Uitspraak
RECHTBANK DEN HAAG
uitspraak van de voorzieningenrechter in de zaken tussen
[naam 1]
[naam 3]
Rechtbank Den Haag
Op 18 juli 2023 heeft de voorzieningenrechter van de Rechtbank Den Haag uitspraak gedaan in de zaken met de nummers NL23.15181 en NL23.15183. De zaak betreft een verzoek om een voorlopige voorziening in het kader van asielaanvragen van verzoekers, die zijn vertegenwoordigd door hun gemachtigde, mr. J.J. de Vries. De staatssecretaris van Justitie en Veiligheid is als verweerder aangemerkt. De verzoekers hebben op 22 mei 2023 aanvragen ingediend voor een verblijfsvergunning asiel voor bepaalde tijd, maar deze aanvragen zijn door de staatssecretaris niet in behandeling genomen. De reden hiervoor was dat Duitsland verantwoordelijk is voor de behandeling van deze aanvragen. Verzoekers hebben hiertegen beroep ingesteld en verzocht om een voorlopige voorziening.

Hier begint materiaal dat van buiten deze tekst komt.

use std::{str::FromStr, time::Duration};

use color_eyre::eyre::{self, eyre};
use tracing::{debug, error, info, warn};

use crate::{
    geolocation::{GeolocationError, PositionOptions},
    marker::{
        style::{MarkerKind, StyleSheet},
        Marker, MarkerId,
    },
    net::response::ApiError,
    notification::{self, Notification, NotificationId, NotificationKind},
    overlay::{Legend, TileLayer},
    types::{
        geom::LatLng,
        landmark::{Landmark, LandmarkForm, NewLandmark},
    },
};

pub const DEFAULT_ZOOM: u8 = 13;
pub const PLACEHOLDER_CENTER: LatLng = LatLng::new(0.0, 0.0);
pub const FALLBACK_CENTER: LatLng = LatLng::new(48.8566, 2.3522);
pub const LOGIN_ROUTE: &str = "/google_login";

/// What the page does once the server accepted a new landmark
#[derive(Debug, Clone, Copy, PartialEq, Eq, Default)]
pub enum AfterSubmit {
    /// Reload every landmark around the new one from the server
    #[default]
    Refetch,
    /// Draw the new landmark locally without asking the server again
    Optimistic,
}

impl FromStr for AfterSubmit {
    type Err = eyre::Error;

    fn from_str(s: &str) -> Result<Self, Self::Err> {
        match s.trim().to_ascii_lowercase().as_str() {
            "refetch" => Ok(AfterSubmit::Refetch),
            "optimistic" => Ok(AfterSubmit::Optimistic),
            other => Err(eyre!("unknown after-submit mode {other:?}")),
        }
    }
}

#[derive(Debug, Clone, PartialEq)]
pub struct PageSettings {
    pub placeholder_center: LatLng,
    pub fallback_center: LatLng,
    pub zoom: u8,
    pub tile_layer: TileLayer,
    pub show_legend: bool,
    pub position_options: PositionOptions,
    pub marker_kind: MarkerKind,
    pub icon_base: String,
    pub uploads_base: String,
    pub after_submit: AfterSubmit,
    pub notification_ttl: Duration,
    pub login_route: String,
}

impl Default for PageSettings {
    fn default() -> Self {
        PageSettings {
            placeholder_center: PLACEHOLDER_CENTER,
            fallback_center: FALLBACK_CENTER,
            zoom: DEFAULT_ZOOM,
            tile_layer: TileLayer::default(),
            show_legend: true,
            position_options: PositionOptions::default(),
            marker_kind: MarkerKind::default(),
            icon_base: "/static/images/markers".to_string(),
            uploads_base: "/static/uploads".to_string(),
            after_submit: AfterSubmit::default(),
            notification_ttl: Duration::from_secs(5),
            login_route: LOGIN_ROUTE.to_string(),
        }
    }
}

/// Something that happened on the page
#[derive(Debug)]
pub enum Event {
    PageLoaded { geolocation_supported: bool },
    PositionResolved(LatLng),
    PositionUnavailable(GeolocationError),
    MapClicked(LatLng),
    LandmarksLoaded {
        at: LatLng,
        result: Result<Vec<Landmark>, ApiError>,
    },
    SubmitRequested(LandmarkForm),
    SubmitFinished {
        landmark: NewLandmark,
        result: Result<(), ApiError>,
    },
    NotificationExpired(NotificationId),
}

impl Event {
    /// Events that answer a geolocation, fetch or post command
    pub fn is_io_completion(&self) -> bool {
        matches!(
            self,
            Event::PositionResolved(_)
                | Event::PositionUnavailable(_)
                | Event::LandmarksLoaded { .. }
                | Event::SubmitFinished { .. }
        )
    }
}

#[derive(Debug, Clone, Copy, PartialEq, Eq)]
pub enum SubmitControl {
    Disabled,
    Enabled,
    Busy,
}

impl SubmitControl {
    pub fn label(self) -> &'static str {
        match self {
            SubmitControl::Busy => "Adding...",
            _ => "Add Landmark",
        }
    }
}

/// Something the page must do in response to an event
#[derive(Debug, Clone, PartialEq)]
pub enum Command {
    SetView { center: LatLng, zoom: u8 },
    AddTileLayer(TileLayer),
    AddLegend(Legend),
    RequestPosition(PositionOptions),
    FetchLandmarks(LatLng),
    RemoveMarker(MarkerId),
    AddMarker(Marker),
    SetSubmitControl(SubmitControl),
    PostLandmark(NewLandmark),
    Redirect(String),
    ShowNotification(Notification),
    RemoveNotification(NotificationId),
    ResetForm,
}

/// The map page's state and its reaction to events. Does no I/O itself.
#[derive(Debug)]
pub struct MapPageController {
    settings: PageSettings,
    styles: StyleSheet,
    selected: Option<LatLng>,
    markers: Vec<MarkerId>,
    submitting: bool,
    notifications: Vec<NotificationId>,
    next_marker: u64,
    next_notification: u64,
}

impl MapPageController {
    pub fn new(settings: PageSettings) -> Self {
        let styles = StyleSheet {
            kind: settings.marker_kind,
            icon_base: settings.icon_base.clone(),
        };
        MapPageController {
            settings,
            styles,
            selected: None,
            markers: Vec::new(),
            submitting: false,
            notifications: Vec::new(),
            next_marker: 0,
            next_notification: 0,
        }
    }

    pub fn settings(&self) -> &PageSettings {
        &self.settings
    }

    pub fn selected_location(&self) -> Option<LatLng> {
        self.selected
    }

    /// Ids of the markers currently on the map, in drawing order
    pub fn markers(&self) -> &[MarkerId] {
        &self.markers
    }

    pub fn is_submitting(&self) -> bool {
        self.submitting
    }

    pub fn handle(&mut self, event: Event) -> Vec<Command> {
        match event {
            Event::PageLoaded {
                geolocation_supported,
            } => self.initialize(geolocation_supported),
            Event::PositionResolved(at) => {
                info!("located at {at}");
                self.center_and_load(at)
            }
            Event::PositionUnavailable(err) => {
                warn!("could not get location: {err}");
                self.center_and_load(self.settings.fallback_center)
            }
            Event::MapClicked(at) => self.select(at),
            Event::LandmarksLoaded { at, result } => self.landmarks_loaded(at, result),
            Event::SubmitRequested(form) => self.submit(form),
            Event::SubmitFinished { landmark, result } => self.submit_finished(landmark, result),
            Event::NotificationExpired(id) => self.expire(id),
        }
    }

    fn initialize(&mut self, geolocation_supported: bool) -> Vec<Command> {
        let mut commands = vec![
            Command::SetView {
                center: self.settings.placeholder_center,
                zoom: self.settings.zoom,
            },
            Command::AddTileLayer(self.settings.tile_layer.clone()),
        ];
        if self.settings.show_legend {
            commands.push(Command::AddLegend(Legend::categories()));
        }
        commands.push(Command::SetSubmitControl(SubmitControl::Disabled));
        if geolocation_supported {
            commands.push(Command::RequestPosition(self.settings.position_options));
        } else {
            warn!("geolocation not supported");
            commands.extend(self.center_and_load(self.settings.fallback_center));
        }
        commands
    }

    fn center_and_load(&self, at: LatLng) -> Vec<Command> {
        vec![
            Command::SetView {
                center: at,
                zoom: self.settings.zoom,
            },
            Command::FetchLandmarks(at),
        ]
    }

    fn select(&mut self, at: LatLng) -> Vec<Command> {
        debug!("selected {at}");
        self.selected = Some(at);
        if self.submitting {
            Vec::new()
        } else {
            vec![Command::SetSubmitControl(SubmitControl::Enabled)]
        }
    }

    fn landmarks_loaded(
        &mut self,
        at: LatLng,
        result: Result<Vec<Landmark>, ApiError>,
    ) -> Vec<Command> {
        match result {
            Ok(landmarks) => {
                info!("loaded {} landmarks around {at}", landmarks.len());
                let mut commands: Vec<Command> =
                    self.markers.drain(..).map(Command::RemoveMarker).collect();
                for landmark in landmarks {
                    commands.push(Command::AddMarker(self.place(landmark)));
                }
                commands
            }
            Err(err) => {
                error!("error loading landmarks around {at}: {err}");
                vec![self.notify(NotificationKind::Danger, notification::LOAD_FAILED)]
            }
        }
    }

    fn place(&mut self, landmark: Landmark) -> Marker {
        let id = MarkerId(self.next_marker);
        self.next_marker += 1;
        self.markers.push(id);
        Marker::for_landmark(id, landmark, &self.styles, &self.settings.uploads_base)
    }

    fn submit(&mut self, form: LandmarkForm) -> Vec<Command> {
        let Some(at) = self.selected else {
            debug!("submit ignored, no location selected");
            return Vec::new();
        };
        if self.submitting {
            debug!("submit ignored, already submitting");
            return Vec::new();
        }
        self.submitting = true;
        vec![
            Command::SetSubmitControl(SubmitControl::Busy),
            Command::PostLandmark(form.at(at)),
        ]
    }

    fn submit_finished(
        &mut self,
        landmark: NewLandmark,
        result: Result<(), ApiError>,
    ) -> Vec<Command> {
        self.submitting = false;
        self.selected = None;
        let mut commands = match result {
            Err(ApiError::Unauthorized) => {
                info!("not signed in, redirecting to {}", self.settings.login_route);
                vec![Command::Redirect(self.settings.login_route.clone())]
            }
            Err(err) => {
                error!("error adding landmark: {err}");
                vec![self.notify(NotificationKind::Danger, notification::ADD_FAILED)]
            }
            Ok(()) => {
                info!("added landmark {}", landmark.name);
                let mut commands = match self.settings.after_submit {
                    AfterSubmit::Refetch => vec![Command::FetchLandmarks(landmark.position())],
                    AfterSubmit::Optimistic => {
                        vec![Command::AddMarker(self.place(landmark.into()))]
                    }
                };
                commands.push(self.notify(NotificationKind::Success, notification::ADDED));
                commands.push(Command::ResetForm);
                commands
            }
        };
        commands.push(Command::SetSubmitControl(SubmitControl::Disabled));
        commands
    }

    fn notify(&mut self, kind: NotificationKind, message: &str) -> Command {
        let id = NotificationId(self.next_notification);
        self.next_notification += 1;
        self.notifications.push(id);
        Command::ShowNotification(Notification {
            id,
            kind,
            message: message.to_string(),
            expires_after: self.settings.notification_ttl,
        })
    }

    fn expire(&mut self, id: NotificationId) -> Vec<Command> {
        match self.notifications.iter().position(|active| *active == id) {
            Some(index) => {
                self.notifications.remove(index);
                vec![Command::RemoveNotification(id)]
            }
            None => Vec::new(),
        }
    }
}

De voorzieningenrechter heeft op basis van artikel 8:83, derde lid, van de Algemene wet bestuursrecht (Awb) uitspraak gedaan zonder zitting. Tijdens de uitspraak is aangegeven dat er op dezelfde dag ook uitspraak is gedaan in andere zaken (NL23.15180 en NL23.15182) die verband houden met de beroepen van verzoekers. Hierdoor is de noodzaak voor een voorlopige voorziening komen te vervallen. De voorzieningenrechter heeft de verzoeken om voorlopige voorziening dan ook afgewezen. Tevens is er geen aanleiding voor een proceskostenveroordeling. De uitspraak is gedaan door mr. C.H. de Groot, in aanwezigheid van griffier I. Wolthuis, en is openbaar gemaakt via een geanonimiseerde publicatie op rechtspraak.nl. Tegen deze uitspraak staat geen hoger beroep of verzet open.